В Минске отец нанял с вокзала до цирка извозчика. По дороге он увидел афишу цирка Труцци. Он слез с дрожек и, познакомившись с содержанием афиши увидел, что в цирке выступает клоун Жан Борисов.
До циркового представления оставалось несколько часов. Время тянулось страшно медленно. Отец пришел в цирк раньше всех, купил билет первого ряда и стал ждать выхода Борисова. Часть номеров он видел впервые. Наконец, вышел клоун в роскошном костюме. Номер его был построен иа разговоре. Говорил он с чуть заметным польским акцентом очень красиво и очень громко. Никаких акробатический трюков в его номере не было. Начал он как и Макс Высокинский с громкого плача. К нему подошел шталмейстер и спросил его, о чем он плачет.
Клоун. Как же мне не плакать, когда сегодня после продолжительной болезни моя теща...
Шталмейстер. Умерла?
Клоун. Нет. Выздоровела.
Затем клоун теряет кошелек и плачет опять. Ширехшталмейстер и вся униформа ищут.
Шталмейстер. Большой кошелек?
Клоун.
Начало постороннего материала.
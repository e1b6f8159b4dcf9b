// src/constants.rs

/// The name of the settings file at a project or workspace root.
pub const SETTINGS_FILENAME: &str = "westbench.toml";

/// Directory holding the persisted task file, relative to the project root.
pub const TASKS_DIRNAME: &str = ".vscode";

/// The persisted task description file inside [`TASKS_DIRNAME`].
pub const TASKS_FILENAME: &str = "tasks.json";

/// Schema version written into a freshly created task file.
pub const TASKS_FILE_VERSION: &str = "2.0.0";

/// `type` value marking a task entry as owned by this engine.
pub const MANAGED_TASK_TYPE: &str = "westbench";

/// Identifier of the shared runner-selection prompt in the task file.
pub const RUNNER_INPUT_ID: &str = "west.runner";

/// Root of per-configuration build output, relative to the project root.
pub const BUILD_DIRNAME: &str = "build";

/// Scratch directory for throwaway probe builds, relative to the project root.
pub const TMP_DIRNAME: &str = ".tmp";

/// Default kernel tree directory inside a workspace.
pub const ZEPHYR_DIRNAME: &str = "zephyr";

/// Directory under the workspace kernel tree listing snippets.
pub const SNIPPETS_DIRNAME: &str = "snippets";

/// Delay after writing the task file so a host file watcher can observe the
/// change before dependent commands run.
pub const WATCHER_SETTLE_DELAY_MS: u64 = 500;

// Settings keys surfaced as machine-readable cause tags on configuration
// errors, so a front end can jump straight to the offending setting.
pub const SETTING_ENV_SCRIPT: &str = "westbench.pathToEnvScript";
pub const SETTING_VENV_ACTIVATE: &str = "westbench.venv.activatePath";
pub const CAUSE_MISSING_COMMAND: &str = "missing.command";

/// Environment variable the activation script reads to locate the venv.
pub const PYTHON_VENV_ACTIVATE_PATH: &str = "PYTHON_VENV_ACTIVATE_PATH";
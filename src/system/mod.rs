pub mod executor;
pub mod shell;
// src/core/mod.rs

pub mod env;
pub mod parsers;
pub mod settings;
pub mod tasks_file;
pub mod west;
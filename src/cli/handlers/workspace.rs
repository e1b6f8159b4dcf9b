// src/cli/handlers/workspace.rs

use crate::{
    CancellationToken,
    cli::handlers::commons::Session,
    core::west,
};
use anyhow::Result;
use colored::Colorize;

pub fn init(
    session: &Session,
    manifest: Option<&str>,
    cancellation_token: &CancellationToken,
) -> Result<()> {
    println!(
        "Initializing workspace at '{}'...",
        session.workspace.root.display().to_string().cyan()
    );
    west::init_workspace(
        &session.renv,
        &session.workspace,
        manifest,
        cancellation_token,
    )?;
    println!("{}", "Workspace initialized. Run 'update' to fetch modules.".green());
    Ok(())
}

pub fn update(session: &Session, cancellation_token: &CancellationToken) -> Result<()> {
    println!("Updating workspace modules...");
    session.west().update(cancellation_token)?;
    println!("{}", "Workspace up to date.".green());
    Ok(())
}
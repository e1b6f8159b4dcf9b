// src/cli/handlers/spdx.rs

use crate::{CancellationToken, cli::handlers::commons::Session};
use anyhow::Result;
use colored::Colorize;

pub fn handle(
    session: &Session,
    config_name: Option<&str>,
    cancellation_token: &CancellationToken,
) -> Result<()> {
    let config = session.select_config(config_name)?;
    println!(
        "Generating SPDX bill of materials for '{}' (full rebuild)...",
        config.name.cyan()
    );
    session.west().spdx(config, cancellation_token)?;
    let build_dir = config.build_dir(&session.project.root);
    println!(
        "{} SPDX documents are in '{}'.",
        "Done.".green(),
        build_dir.join("spdx").display()
    );
    Ok(())
}
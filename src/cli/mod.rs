// src/cli/mod.rs

pub mod args;
pub mod handlers;

pub use args::{Cli, Command, TasksCommand};
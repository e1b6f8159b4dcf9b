// src/core/parsers/runners.rs

use thiserror::Error;

#[derive(Error, Debug, PartialEq, Eq)]
pub enum RunnersError {
    #[error(
        "No flash runner information found. The build may be incomplete or the board may not support flashing."
    )]
    NoRunnerInformation,
}

/// Flash-runner facts extracted from the tool's help/report text.
#[derive(Debug, Clone, Default, PartialEq, Eq)]
pub struct RunnerReport {
    /// Runners that support the flash command, deduplicated in first-seen
    /// order.
    pub candidates: Vec<String>,
    /// Runners declared available in the build's runners.yaml.
    pub available: Vec<String>,
    /// The build's declared default runner, when present.
    pub default: Option<String>,
}

const CANDIDATES_MARKER: &str = "runners which support";
const AVAILABLE_MARKER: &str = "available runners in runners.yaml";
const DEFAULT_MARKER: &str = "default runner in runners.yaml";

/// Parses the flash-runner report. Anchors on three independent header
/// phrases; each block is the contiguous run of non-blank, non-header lines
/// below its header, split on commas. An output with neither flash-capable
/// nor available runners is a hard failure so callers never proceed with an
/// empty choice.
pub fn parse(stdout: &str) -> Result<RunnerReport, RunnersError> {
    let lines: Vec<&str> = stdout.lines().map(str::trim).collect();
    let mut report = RunnerReport::default();

    for (idx, line) in lines.iter().enumerate() {
        let lowered = line.to_lowercase();
        if lowered.contains(CANDIDATES_MARKER) && lowered.contains("flash") {
            // Candidate listings may end with an advisory "note:" line that
            // is prose, not runner names.
            for name in block_tokens(&lines, idx + 1, true) {
                if !report.candidates.contains(&name) {
                    report.candidates.push(name);
                }
            }
        } else if lowered.contains(AVAILABLE_MARKER) {
            report.available = block_tokens(&lines, idx + 1, false);
        } else if lowered.contains(DEFAULT_MARKER) {
            report.default = block_tokens(&lines, idx + 1, false).into_iter().next();
        }
    }

    if report.candidates.is_empty() && report.available.is_empty() {
        return Err(RunnersError::NoRunnerInformation);
    }
    Ok(report)
}

fn is_header(line: &str) -> bool {
    let lowered = line.to_lowercase();
    lowered.contains(CANDIDATES_MARKER)
        || lowered.contains(AVAILABLE_MARKER)
        || lowered.contains(DEFAULT_MARKER)
        || line.ends_with(':')
}

fn block_tokens(lines: &[&str], start: usize, stop_at_note: bool) -> Vec<String> {
    let mut tokens = Vec::new();
    for line in lines.iter().skip(start) {
        if line.is_empty() || is_header(line) {
            break;
        }
        if stop_at_note && line.to_lowercase().starts_with("note:") {
            break;
        }
        tokens.extend(
            line.split(',')
                .map(str::trim)
                .filter(|t| !t.is_empty())
                .map(str::to_string),
        );
    }
    tokens
}

#[cfg(test)]
mod tests {
    use super::*;

    #[test]
    fn extracts_all_three_blocks() {
        let report = parse(
            "zephyr runners which support \"west flash\":\n  jlink, openocd, pyocd\n\n\
             Available runners in runners.yaml:\n  jlink, openocd\n\
             Default runner in runners.yaml:\n  openocd, --some-flag\n",
        )
        .unwrap();
        assert_eq!(report.candidates, vec!["jlink", "openocd", "pyocd"]);
        assert_eq!(report.available, vec!["jlink", "openocd"]);
        assert_eq!(report.default.as_deref(), Some("openocd"));
    }

    #[test]
    fn candidates_are_deduplicated_in_order() {
        let report = parse(
            "runners which support flash:\n  jlink, openocd, jlink\n\
             available runners in runners.yaml:\n  jlink\n",
        )
        .unwrap();
        assert_eq!(report.candidates, vec!["jlink", "openocd"]);
    }

    #[test]
    fn candidates_block_stops_at_note_line() {
        let report = parse(
            "runners which support flash:\n  jlink, openocd\n\
             Note: runners are tested on a best-effort basis\n\n\
             available runners in runners.yaml:\n  jlink\n",
        )
        .unwrap();
        assert_eq!(report.candidates, vec!["jlink", "openocd"]);
        assert_eq!(report.available, vec!["jlink"]);
    }

    #[test]
    fn block_stops_at_blank_line() {
        let report = parse(
            "available runners in runners.yaml:\n  jlink\n\n  stray, tokens\n",
        )
        .unwrap();
        assert_eq!(report.available, vec!["jlink"]);
    }

    #[test]
    fn empty_report_is_a_hard_failure() {
        assert_eq!(
            parse("some unrelated output\n").unwrap_err(),
            RunnersError::NoRunnerInformation
        );
        assert_eq!(
            parse("runners which support flash:\n").unwrap_err(),
            RunnersError::NoRunnerInformation
        );
    }

    #[test]
    fn default_only_report_still_fails() {
        assert_eq!(
            parse("Default runner in runners.yaml:\n  openocd\n").unwrap_err(),
            RunnersError::NoRunnerInformation
        );
    }
}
Большой.
Шталмейстер. Много денег?
Клоун. Много.
Шталмейстер. А сколько?
Клоун. Две копейки.
Диалог меняется. Клоун спрашивает, бывал ли шталмейстер в Москве и Петербурге, знаком ли он с тамошними барышнями, целовал ли он их и как они к этому относились? Шталмейстеру не приходилось бывать в этих городах и тамошних барышень он не знает. Клоун рассказывает, что в Петербурге хорошенькие барышни плюют в лицо пристающим к ним молодым людям. В Москве барышни дают молодым людям по физиономии. И тех и других он изображает. Когда же дело доходит до изображения минских барышень, клоун отходит к барьеру и говорит: "Дайте навести фасон". Имитирует, модницу-барышню, мажет губы, пудрится и спрашивает:
- Знаете ли вы, какая разница между домом и минской барышней?
- Нет.
- Дом штукатурится раз в год, а, минская барышня штукатурится пять раз в день.
После этих слов Борисов, уморительно прихорашивался, шел к. шталмейстеру. Тот просил: "Барышня, позвольте вас поцеловать". Клоун жеманничал. Шталмейстер упрашивал, подходил к клоуну и целовал его в щеку. Клоун подставлял другую и говорил: - "Еще раз!.." - поворачивал голову и говорил: "Бще!.. еще раз!.." Вскакивал на шталмейстера и уже сам целовал его в обе щеки и приговаривал: "Еще раз!.. Еще раз!.."
Борисов, по словам отца, прекрасно мимировал, и выходило смешно.
После поцелуев шталмейстер гнал клоуна, говоря, что ему здесь не место. Тогда клоун заявлял, что его место на арене, а место шталмейстера в сумасшедшем доме.
Шталмейстер. Вы, клоун, дурак.
Клоун. Вы что сказали?
Шталмейстер. Что вы дурак.
Клоун. Хорошо, мы сейчас узнаем, кто из нас умный, а кто дурак. Приглашаю вас, умного, к себе в гости. Предположим, что это мой дом чертит на песке план комнаты с дверьми, окнами и т. д. Ну, господин шталмейстер, заходите.
Шталмейстер подходит к клоуну, тот гонит его прочь, указывая., что в дом входят через дверь. Когда шталмейстер входит через дверь, клоун требует, чтобы он предварительно звонил. Наконец, шталмейстер входит.
Клоун. Здравствуйте, господин умный, как поживаете, как ваше здоровье?
Шталмейстер. Ничего, спасибо. Как ваше здоровье, клоун?
Клоун. А разве вы доктор? Господин шталмейстер, предположим, что, здесь в комнате находятся умный и дурак. Если дурак уйдет, кто останется?
Шталмейстер. Конечно, умный.
Клоун. А если умный уйдет?
Шталмейстер. То останется дурак.
Клоун. Так вы оставайтесь, а я уйду.
И под хохот публики Борисов убегал с арены, оставляя посреди манежа растерянного шталмейстера.
На этом номер Борисова кончался.
Отец не стал смотреть конца представления. Ушел к себе, но спать не мог. Он раздумывал и сравнивал методы работы Макса Высокинского и Борисова. Для него было ясно, что Макс талантливее, что у него все основано на мастерстве. Борисов только говорил. По существу разыгранная им сценка была пустяковой. И все-таки он имел большой успех у публики.